- INSTRUCTIONS TO FOLLOW -
Look through the records below for the line with "use std::str::FromStr;". Return that line and each one after it up to and including the line with "without code changes.", exactly.

________________

use std::env;
use std::net::{IpAddr, Ipv4Addr};
use std::str::FromStr;

use std::fmt;

use crate::constants::{
    DEFAULT_ELIGIBLE_TYPE, DEFAULT_READ_COOLDOWN_MS, DEFAULT_READ_TOKEN_TTL_SECS,
    DEFAULT_STORE_TIMEOUT_MS,
};

#[derive(Clone)]
pub struct Config {
    pub host: IpAddr,
    pub port: u16,
    pub log_level: String,
    pub enable_file_logs: bool,
    pub log_dir: String,
    pub sled_path: String,
    pub read_token_secret: String,
    pub read_token_ttl_secs: u64,
    pub session_jwt_secret: String,
    pub admin_jwt_secret: String,
    pub cors_origin: String,
    pub trust_proxy: bool,
    pub store_timeout_ms: u64,
    pub rate_limit: RateLimitConfig,
    pub counting: CountingConfig,
}

#[derive(Debug, Clone)]
pub struct RateLimitConfig {
    pub window_secs: u64,
    pub max_requests: u64,
}

/// Counting policy knobs a host can override without code changes.
#[derive(Debug, Clone)]
pub struct CountingConfig {
    pub cooldown_ms: u64,
    pub eligible_types: Vec<String>,
    pub breakdown_periods: Vec<String>,
    pub exclude_authenticated: bool,
    pub excluded_capability: Option<String>,
}

impl Default for CountingConfig {
    fn default() -> Self {
        Self {
            cooldown_ms: DEFAULT_READ_COOLDOWN_MS,
            eligible_types: vec![DEFAULT_ELIGIBLE_TYPE.to_string()],
            breakdown_periods: vec!["week".to_string(), "month".to_string(), "year".to_string()],
            exclude_authenticated: true,
            excluded_capability: None,
        }
    }
}

impl fmt::Debug for Config {
    fn fmt(&self, f: &mut fmt::Formatter<'_>) -> fmt::Result {
        f.debug_struct("Config")
            .field("host", &self.host)
            .field("port", &self.port)
            .field("log_level", &self.log_level)
            .field("enable_file_logs", &self.enable_file_logs)
            .field("log_dir", &self.log_dir)
            .field("sled_path", &self.sled_path)
            .field("read_token_secret", &"***REDACTED***")
            .field("read_token_ttl_secs", &self.read_token_ttl_secs)
            .field("session_jwt_secret", &"***REDACTED***")
            .field("admin_jwt_secret", &"***REDACTED***")
            .field("cors_origin", &self.cors_origin)
            .field("trust_proxy", &self.trust_proxy)
            .field("store_timeout_ms", &self.store_timeout_ms)
            .field("rate_limit", &self.rate_limit)
            .field("counting", &self.counting)
            .finish()
    }
}

impl Config {
    pub fn from_env() -> Self {
        let defaults = CountingConfig::default();
        Self {
            host: env_or_parse("HOST", IpAddr::V4(Ipv4Addr::new(127, 0, 0, 1))),
            port: env_or_parse("PORT", 3000_u16),
            log_level: env_or("RUST_LOG", "info"),
            enable_file_logs: env_or_bool("ENABLE_FILE_LOGS", false),
            log_dir: env_or("LOG_DIR", "./logs"),
            sled_path: env_or("SLED_PATH", "./data/most-read.sled"),
            read_token_secret: env_or(
                "READ_TOKEN_SECRET",
                "change_me_to_random_64_chars_change_me_to_random_64_chars",
            ),
            read_token_ttl_secs: env_or_parse("READ_TOKEN_TTL_SECS", DEFAULT_READ_TOKEN_TTL_SECS),
            session_jwt_secret: env_or(
                "SESSION_JWT_SECRET",
                "change_me_to_the_host_session_secret_change_me_to_the_host",
            ),
            admin_jwt_secret: env_or(
                "ADMIN_JWT_SECRET",
                "change_me_to_another_random_64_chars_change_me_to_another",
            ),
            cors_origin: env_or("CORS_ORIGIN", "http://localhost:8080"),
            trust_proxy: env_or_bool("TRUST_PROXY", false),
            store_timeout_ms: env_or_parse("STORE_TIMEOUT_MS", DEFAULT_STORE_TIMEOUT_MS),
            rate_limit: RateLimitConfig {
                window_secs: env_or_parse("RATE_LIMIT_WINDOW_SECS", 60_u64),
                max_requests: env_or_parse("RATE_LIMIT_MAX", 120_u64),
            },
            counting: CountingConfig {
                cooldown_ms: env_or_parse("READ_COOLDOWN_MS", defaults.cooldown_ms),
                eligible_types: env_or_list("ELIGIBLE_TYPES", defaults.eligible_types),
                breakdown_periods: env_or_list("BREAKDOWN_PERIODS", defaults.breakdown_periods),
                exclude_authenticated: env_or_bool(
                    "EXCLUDE_AUTHENTICATED",
                    defaults.exclude_authenticated,
                ),
                excluded_capability: env::var("EXCLUDED_CAPABILITY")
                    .ok()
                    .map(|raw| raw.trim().to_string())
                    .filter(|cap| !cap.is_empty()),
            },
        }
    }
}

pub fn env_or(key: &str, default: &str) -> String {
    env::var(key).unwrap_or_else(|_| default.to_string())
}

pub fn env_or_parse<T>(key: &str, default: T) -> T
where
    T: FromStr + Copy,
{
    match env::var(key) {
        Ok(raw) => match raw.parse::<T>() {
            Ok(v) => v,
            Err(_) => {
                tracing::warn!(
                    key,
                    value = %raw,
                    "Failed to parse env var, using default"
                );
                default
            }
        },
        Err(_) => default,
    }
}

pub fn env_or_bool(key: &str, default: bool) -> bool {
    match env::var(key) {
        Ok(raw) => match raw.trim().to_ascii_lowercase().as_str() {
            "1" | "true" | "yes" | "on" => true,
            "0" | "false" | "no" | "off" => false,
            _ => default,
        },
        Err(_) => default,
    }
}

/// Comma separated list. An explicitly empty value yields an empty list.
pub fn env_or_list(key: &str, default: Vec<String>) -> Vec<String> {
    match env::var(key) {
        Ok(raw) => raw
            .split(',')
            .map(|part| part.trim().to_ascii_lowercase())
            .filter(|part| !part.is_empty())
            .collect(),
        Err(_) => default,
    }
}
use axum::extract::{Path, State};
use axum::routing::{get, post};
use axum::Router;
use serde::Serialize;

use crate::auth::Caller;
use crate::extractors::{JsonBody, QueryParams};
use crate::ingest::ReadRequest;
use crate::middleware::rate_limit;
use crate::period::PeriodSpec;
use crate::response::{ok, AppError};
use crate::state::AppState;

pub fn router(state: AppState) -> Router<AppState> {
    let ingest = Router::new()
        .route("/", post(record_read))
        .route_layer(axum::middleware::from_fn_with_state(
            state,
            rate_limit::rate_limit_middleware,
        ));

    Router::new()
        .route("/ticket/:content_id", get(issue_ticket))
        .route("/:content_id/count", get(count_for))
        .merge(ingest)
}

async fn issue_ticket(
    caller: Caller,
    State(state): State<AppState>,
    Path(content_id): Path<u64>,
) -> Result<impl axum::response::IntoResponse, AppError> {
    let ticket = state.service().issue_ticket(content_id, &caller).await?;
    Ok(ok(ticket))
}

/// Accepted and deliberately skipped reads look the same to the client.
async fn record_read(
    caller: Caller,
    State(state): State<AppState>,
    JsonBody(req): JsonBody<ReadRequest>,
) -> Result<impl axum::response::IntoResponse, AppError> {
    state.service().record_read(req, &caller).await?;
    Ok(ok(()))
}

#[derive(Debug, Serialize)]
#[serde(rename_all = "camelCase")]
struct ReadCountResponse {
    content_id: u64,
    count: Option<u64>,
}

async fn count_for(
    State(state): State<AppState>,
    Path(content_id): Path<u64>,
    QueryParams(spec): QueryParams<PeriodSpec>,
) -> Result<impl axum::response::IntoResponse, AppError> {
    let count = state.service().count_for(content_id, &spec).await?;
    Ok(ok(ReadCountResponse { content_id, count }))
}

________________

- EXERCISE ANSWER -
use std::str::FromStr;

use std::fmt;

use crate::constants::{
    DEFAULT_ELIGIBLE_TYPE, DEFAULT_READ_COOLDOWN_MS, DEFAULT_READ_TOKEN_TTL_SECS,
    DEFAULT_STORE_TIMEOUT_MS,
};

#[derive(Clone)]
pub struct Config {
    pub host: IpAddr,
    pub port: u16,
    pub log_level: String,
    pub enable_file_logs: bool,
    pub log_dir: String,
    pub sled_path: String,
    pub read_token_secret: String,
    pub read_token_ttl_secs: u64,
    pub session_jwt_secret: String,
    pub admin_jwt_secret: String,
    pub cors_origin: String,
    pub trust_proxy: bool,
    pub store_timeout_ms: u64,
    pub rate_limit: RateLimitConfig,
    pub counting: CountingConfig,
}

#[derive(Debug, Clone)]
pub struct RateLimitConfig {
    pub window_secs: u64,
    pub max_requests: u64,
}

/// Counting policy knobs a host can override without code changes.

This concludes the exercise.